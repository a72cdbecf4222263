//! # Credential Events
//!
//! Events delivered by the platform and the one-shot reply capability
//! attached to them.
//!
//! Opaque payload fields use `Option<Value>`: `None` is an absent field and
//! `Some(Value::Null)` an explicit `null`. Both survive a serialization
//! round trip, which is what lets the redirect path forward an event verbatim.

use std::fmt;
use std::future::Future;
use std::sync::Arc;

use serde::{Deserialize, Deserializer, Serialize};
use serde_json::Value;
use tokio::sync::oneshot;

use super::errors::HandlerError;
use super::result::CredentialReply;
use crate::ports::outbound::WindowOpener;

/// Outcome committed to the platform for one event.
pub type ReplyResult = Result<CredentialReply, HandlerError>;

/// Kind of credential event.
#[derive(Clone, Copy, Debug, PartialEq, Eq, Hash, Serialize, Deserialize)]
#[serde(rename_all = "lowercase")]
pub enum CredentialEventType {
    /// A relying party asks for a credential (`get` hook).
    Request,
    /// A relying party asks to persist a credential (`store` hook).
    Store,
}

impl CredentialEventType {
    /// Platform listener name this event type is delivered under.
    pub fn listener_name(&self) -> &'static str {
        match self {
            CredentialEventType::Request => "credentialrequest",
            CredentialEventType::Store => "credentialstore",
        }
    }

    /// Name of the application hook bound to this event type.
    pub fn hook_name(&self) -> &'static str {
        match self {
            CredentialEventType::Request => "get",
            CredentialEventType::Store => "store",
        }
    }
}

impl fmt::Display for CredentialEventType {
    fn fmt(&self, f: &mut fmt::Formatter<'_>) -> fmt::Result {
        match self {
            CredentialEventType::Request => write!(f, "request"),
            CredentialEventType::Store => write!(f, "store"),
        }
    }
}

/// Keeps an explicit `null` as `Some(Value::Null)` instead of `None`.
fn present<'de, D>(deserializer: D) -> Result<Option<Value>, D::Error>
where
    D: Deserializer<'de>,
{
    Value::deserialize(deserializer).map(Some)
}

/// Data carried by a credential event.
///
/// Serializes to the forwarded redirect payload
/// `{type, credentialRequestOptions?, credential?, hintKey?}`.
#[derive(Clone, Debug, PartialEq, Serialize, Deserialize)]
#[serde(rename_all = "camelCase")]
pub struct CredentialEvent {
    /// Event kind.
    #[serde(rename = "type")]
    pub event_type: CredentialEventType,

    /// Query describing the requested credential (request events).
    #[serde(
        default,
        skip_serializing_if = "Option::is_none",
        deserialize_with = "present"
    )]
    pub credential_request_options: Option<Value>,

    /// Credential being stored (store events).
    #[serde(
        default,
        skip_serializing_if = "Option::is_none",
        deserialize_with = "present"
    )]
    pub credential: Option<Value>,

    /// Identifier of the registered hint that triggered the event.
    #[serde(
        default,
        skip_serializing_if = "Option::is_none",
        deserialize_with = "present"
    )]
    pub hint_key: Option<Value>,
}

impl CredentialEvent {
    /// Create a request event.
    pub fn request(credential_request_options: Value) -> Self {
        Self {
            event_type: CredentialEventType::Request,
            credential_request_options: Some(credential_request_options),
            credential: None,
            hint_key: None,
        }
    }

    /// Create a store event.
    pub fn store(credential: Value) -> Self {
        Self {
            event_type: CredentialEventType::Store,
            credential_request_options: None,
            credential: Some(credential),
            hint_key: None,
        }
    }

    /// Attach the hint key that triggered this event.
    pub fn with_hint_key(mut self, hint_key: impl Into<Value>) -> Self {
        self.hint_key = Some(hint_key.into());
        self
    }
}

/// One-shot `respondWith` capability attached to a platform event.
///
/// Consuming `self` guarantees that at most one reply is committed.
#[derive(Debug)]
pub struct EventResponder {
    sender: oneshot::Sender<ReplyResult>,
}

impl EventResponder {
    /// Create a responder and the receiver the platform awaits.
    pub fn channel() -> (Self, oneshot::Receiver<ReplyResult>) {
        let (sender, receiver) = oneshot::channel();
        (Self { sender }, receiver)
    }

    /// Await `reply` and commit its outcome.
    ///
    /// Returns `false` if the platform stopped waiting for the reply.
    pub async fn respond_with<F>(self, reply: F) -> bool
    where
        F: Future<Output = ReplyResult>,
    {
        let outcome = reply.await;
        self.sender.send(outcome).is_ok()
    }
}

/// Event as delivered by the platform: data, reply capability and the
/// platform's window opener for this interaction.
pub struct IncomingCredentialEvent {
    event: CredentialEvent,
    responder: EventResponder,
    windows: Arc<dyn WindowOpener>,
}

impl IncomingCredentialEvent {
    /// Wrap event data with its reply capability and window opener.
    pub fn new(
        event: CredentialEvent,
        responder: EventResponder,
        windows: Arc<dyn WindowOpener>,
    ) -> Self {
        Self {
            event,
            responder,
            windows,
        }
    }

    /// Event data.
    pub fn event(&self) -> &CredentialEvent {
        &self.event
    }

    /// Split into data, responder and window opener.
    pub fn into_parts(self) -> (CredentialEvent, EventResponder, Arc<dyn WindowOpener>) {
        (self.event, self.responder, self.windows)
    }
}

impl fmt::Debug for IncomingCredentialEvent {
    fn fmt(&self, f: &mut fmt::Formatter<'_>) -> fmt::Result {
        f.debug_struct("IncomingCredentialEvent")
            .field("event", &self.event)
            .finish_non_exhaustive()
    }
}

━━━

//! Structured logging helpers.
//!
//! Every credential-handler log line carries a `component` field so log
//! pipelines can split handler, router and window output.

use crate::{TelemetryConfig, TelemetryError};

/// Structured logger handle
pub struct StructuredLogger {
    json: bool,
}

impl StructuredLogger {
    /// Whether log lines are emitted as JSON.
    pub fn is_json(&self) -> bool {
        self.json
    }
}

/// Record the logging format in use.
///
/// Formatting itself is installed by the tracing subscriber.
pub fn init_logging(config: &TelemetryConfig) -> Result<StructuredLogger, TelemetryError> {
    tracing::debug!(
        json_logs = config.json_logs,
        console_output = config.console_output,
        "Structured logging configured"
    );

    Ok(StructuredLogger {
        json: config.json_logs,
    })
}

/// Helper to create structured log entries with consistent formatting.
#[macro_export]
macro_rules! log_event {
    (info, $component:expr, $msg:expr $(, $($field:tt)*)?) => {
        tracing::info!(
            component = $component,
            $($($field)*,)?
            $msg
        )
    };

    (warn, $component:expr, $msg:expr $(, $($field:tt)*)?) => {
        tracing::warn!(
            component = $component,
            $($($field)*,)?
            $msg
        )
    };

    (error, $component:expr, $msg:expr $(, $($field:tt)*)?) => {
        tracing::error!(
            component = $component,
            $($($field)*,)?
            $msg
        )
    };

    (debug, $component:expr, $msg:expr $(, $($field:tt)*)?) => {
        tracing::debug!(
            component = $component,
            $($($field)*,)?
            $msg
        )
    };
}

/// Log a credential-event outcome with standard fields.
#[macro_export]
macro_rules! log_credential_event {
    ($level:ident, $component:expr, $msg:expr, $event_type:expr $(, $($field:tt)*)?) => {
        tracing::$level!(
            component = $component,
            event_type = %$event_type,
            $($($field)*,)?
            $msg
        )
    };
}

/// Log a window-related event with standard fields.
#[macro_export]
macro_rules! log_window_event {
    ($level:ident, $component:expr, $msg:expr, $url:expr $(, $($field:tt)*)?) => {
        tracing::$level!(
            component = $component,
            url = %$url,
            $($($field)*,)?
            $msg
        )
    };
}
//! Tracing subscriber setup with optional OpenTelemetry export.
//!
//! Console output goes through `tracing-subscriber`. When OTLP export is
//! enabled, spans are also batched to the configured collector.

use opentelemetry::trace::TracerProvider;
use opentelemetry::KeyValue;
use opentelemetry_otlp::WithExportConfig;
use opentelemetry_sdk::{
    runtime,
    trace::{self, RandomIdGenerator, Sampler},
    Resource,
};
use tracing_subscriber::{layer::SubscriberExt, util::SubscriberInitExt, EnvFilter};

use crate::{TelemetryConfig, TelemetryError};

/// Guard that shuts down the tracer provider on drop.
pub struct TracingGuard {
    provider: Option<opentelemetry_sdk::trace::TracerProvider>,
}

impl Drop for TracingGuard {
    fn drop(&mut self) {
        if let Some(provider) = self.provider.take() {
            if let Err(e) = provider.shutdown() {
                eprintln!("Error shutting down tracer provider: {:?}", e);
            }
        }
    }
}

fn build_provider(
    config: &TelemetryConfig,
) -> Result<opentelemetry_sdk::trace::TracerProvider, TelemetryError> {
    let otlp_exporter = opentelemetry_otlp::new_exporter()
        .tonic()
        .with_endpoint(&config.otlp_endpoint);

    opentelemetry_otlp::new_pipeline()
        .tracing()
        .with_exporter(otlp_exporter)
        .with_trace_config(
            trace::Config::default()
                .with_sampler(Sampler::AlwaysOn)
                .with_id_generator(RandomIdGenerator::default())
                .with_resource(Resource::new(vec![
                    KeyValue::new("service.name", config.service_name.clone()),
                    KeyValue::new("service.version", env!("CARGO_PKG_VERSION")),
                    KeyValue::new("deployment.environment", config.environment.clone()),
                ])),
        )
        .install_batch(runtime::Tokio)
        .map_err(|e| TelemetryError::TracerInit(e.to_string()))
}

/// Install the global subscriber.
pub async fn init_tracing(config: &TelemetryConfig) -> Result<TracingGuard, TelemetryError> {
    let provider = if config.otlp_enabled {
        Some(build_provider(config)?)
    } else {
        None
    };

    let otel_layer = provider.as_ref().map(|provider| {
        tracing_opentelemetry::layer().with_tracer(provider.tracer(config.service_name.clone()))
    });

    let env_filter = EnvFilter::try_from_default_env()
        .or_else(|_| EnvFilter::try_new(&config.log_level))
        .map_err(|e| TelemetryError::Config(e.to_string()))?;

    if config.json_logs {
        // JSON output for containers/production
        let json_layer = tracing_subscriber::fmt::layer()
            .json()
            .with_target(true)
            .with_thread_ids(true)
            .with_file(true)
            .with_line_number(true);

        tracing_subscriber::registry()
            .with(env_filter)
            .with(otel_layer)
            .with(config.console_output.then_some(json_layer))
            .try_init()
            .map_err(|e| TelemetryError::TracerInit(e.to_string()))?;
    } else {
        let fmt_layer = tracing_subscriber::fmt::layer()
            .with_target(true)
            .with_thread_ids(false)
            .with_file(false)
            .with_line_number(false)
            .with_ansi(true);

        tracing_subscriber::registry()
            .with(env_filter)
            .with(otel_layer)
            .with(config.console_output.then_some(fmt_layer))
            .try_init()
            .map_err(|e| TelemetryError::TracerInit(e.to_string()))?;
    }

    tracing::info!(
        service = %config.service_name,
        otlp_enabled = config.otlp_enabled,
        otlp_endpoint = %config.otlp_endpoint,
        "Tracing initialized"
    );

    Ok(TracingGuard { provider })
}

━━━

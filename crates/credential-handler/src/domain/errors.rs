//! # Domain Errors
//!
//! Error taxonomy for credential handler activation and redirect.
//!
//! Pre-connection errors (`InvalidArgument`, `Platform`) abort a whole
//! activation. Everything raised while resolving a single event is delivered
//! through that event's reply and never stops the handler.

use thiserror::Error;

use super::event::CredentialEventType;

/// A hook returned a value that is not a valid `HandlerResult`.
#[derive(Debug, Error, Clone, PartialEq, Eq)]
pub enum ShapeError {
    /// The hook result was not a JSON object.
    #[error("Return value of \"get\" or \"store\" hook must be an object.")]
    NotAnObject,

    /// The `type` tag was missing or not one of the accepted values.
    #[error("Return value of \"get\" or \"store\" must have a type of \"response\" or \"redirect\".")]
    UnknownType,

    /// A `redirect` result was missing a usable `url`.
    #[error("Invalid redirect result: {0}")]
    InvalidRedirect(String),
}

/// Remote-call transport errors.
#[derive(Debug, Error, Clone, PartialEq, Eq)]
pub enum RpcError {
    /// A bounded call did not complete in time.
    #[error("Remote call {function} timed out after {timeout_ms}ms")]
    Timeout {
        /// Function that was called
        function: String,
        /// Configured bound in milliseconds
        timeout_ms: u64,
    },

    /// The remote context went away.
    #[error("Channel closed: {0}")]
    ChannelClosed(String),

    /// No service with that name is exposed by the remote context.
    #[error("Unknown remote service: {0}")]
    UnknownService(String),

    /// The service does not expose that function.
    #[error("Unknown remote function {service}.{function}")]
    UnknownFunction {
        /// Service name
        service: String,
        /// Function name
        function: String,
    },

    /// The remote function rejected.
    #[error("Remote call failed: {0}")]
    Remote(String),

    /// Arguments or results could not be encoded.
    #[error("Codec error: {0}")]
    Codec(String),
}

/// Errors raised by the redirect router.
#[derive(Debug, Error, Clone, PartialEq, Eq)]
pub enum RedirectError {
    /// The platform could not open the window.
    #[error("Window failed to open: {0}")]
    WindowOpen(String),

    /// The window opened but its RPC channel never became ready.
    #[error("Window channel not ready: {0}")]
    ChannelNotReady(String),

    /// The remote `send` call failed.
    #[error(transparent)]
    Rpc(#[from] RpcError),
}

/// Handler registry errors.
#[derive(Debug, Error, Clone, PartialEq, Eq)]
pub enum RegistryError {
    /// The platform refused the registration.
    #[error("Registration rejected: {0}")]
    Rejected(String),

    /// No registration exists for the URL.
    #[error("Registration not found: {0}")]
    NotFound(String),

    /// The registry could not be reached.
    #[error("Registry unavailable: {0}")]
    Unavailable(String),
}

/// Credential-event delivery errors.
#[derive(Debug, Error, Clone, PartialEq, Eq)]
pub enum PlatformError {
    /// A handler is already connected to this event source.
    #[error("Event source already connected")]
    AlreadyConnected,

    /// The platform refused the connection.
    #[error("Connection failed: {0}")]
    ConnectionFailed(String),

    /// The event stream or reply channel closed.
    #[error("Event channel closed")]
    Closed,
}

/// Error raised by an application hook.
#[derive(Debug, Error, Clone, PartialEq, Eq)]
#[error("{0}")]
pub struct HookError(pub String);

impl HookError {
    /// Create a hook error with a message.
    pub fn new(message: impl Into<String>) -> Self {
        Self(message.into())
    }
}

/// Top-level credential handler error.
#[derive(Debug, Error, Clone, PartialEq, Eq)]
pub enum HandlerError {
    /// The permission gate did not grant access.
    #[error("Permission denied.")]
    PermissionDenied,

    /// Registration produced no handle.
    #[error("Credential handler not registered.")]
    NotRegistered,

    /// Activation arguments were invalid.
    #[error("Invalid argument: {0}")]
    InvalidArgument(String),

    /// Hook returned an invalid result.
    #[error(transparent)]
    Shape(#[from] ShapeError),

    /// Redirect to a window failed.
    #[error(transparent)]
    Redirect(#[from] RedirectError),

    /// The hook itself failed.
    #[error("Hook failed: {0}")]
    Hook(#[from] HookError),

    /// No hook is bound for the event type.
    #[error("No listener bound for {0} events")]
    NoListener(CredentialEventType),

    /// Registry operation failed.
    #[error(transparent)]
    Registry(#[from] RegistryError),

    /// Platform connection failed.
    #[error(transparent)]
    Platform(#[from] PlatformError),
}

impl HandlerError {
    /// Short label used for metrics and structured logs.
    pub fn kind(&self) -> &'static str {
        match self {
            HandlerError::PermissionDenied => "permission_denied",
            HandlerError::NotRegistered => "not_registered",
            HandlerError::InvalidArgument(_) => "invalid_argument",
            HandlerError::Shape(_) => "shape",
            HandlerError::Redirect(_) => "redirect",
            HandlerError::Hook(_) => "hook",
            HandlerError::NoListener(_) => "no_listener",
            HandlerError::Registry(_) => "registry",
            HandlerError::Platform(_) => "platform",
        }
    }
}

━━━

What is required — Every line that holds the word "ShapeError" should be copied from the records.

Output for this exercise —
pub enum ShapeError {
    Shape(#[from] ShapeError),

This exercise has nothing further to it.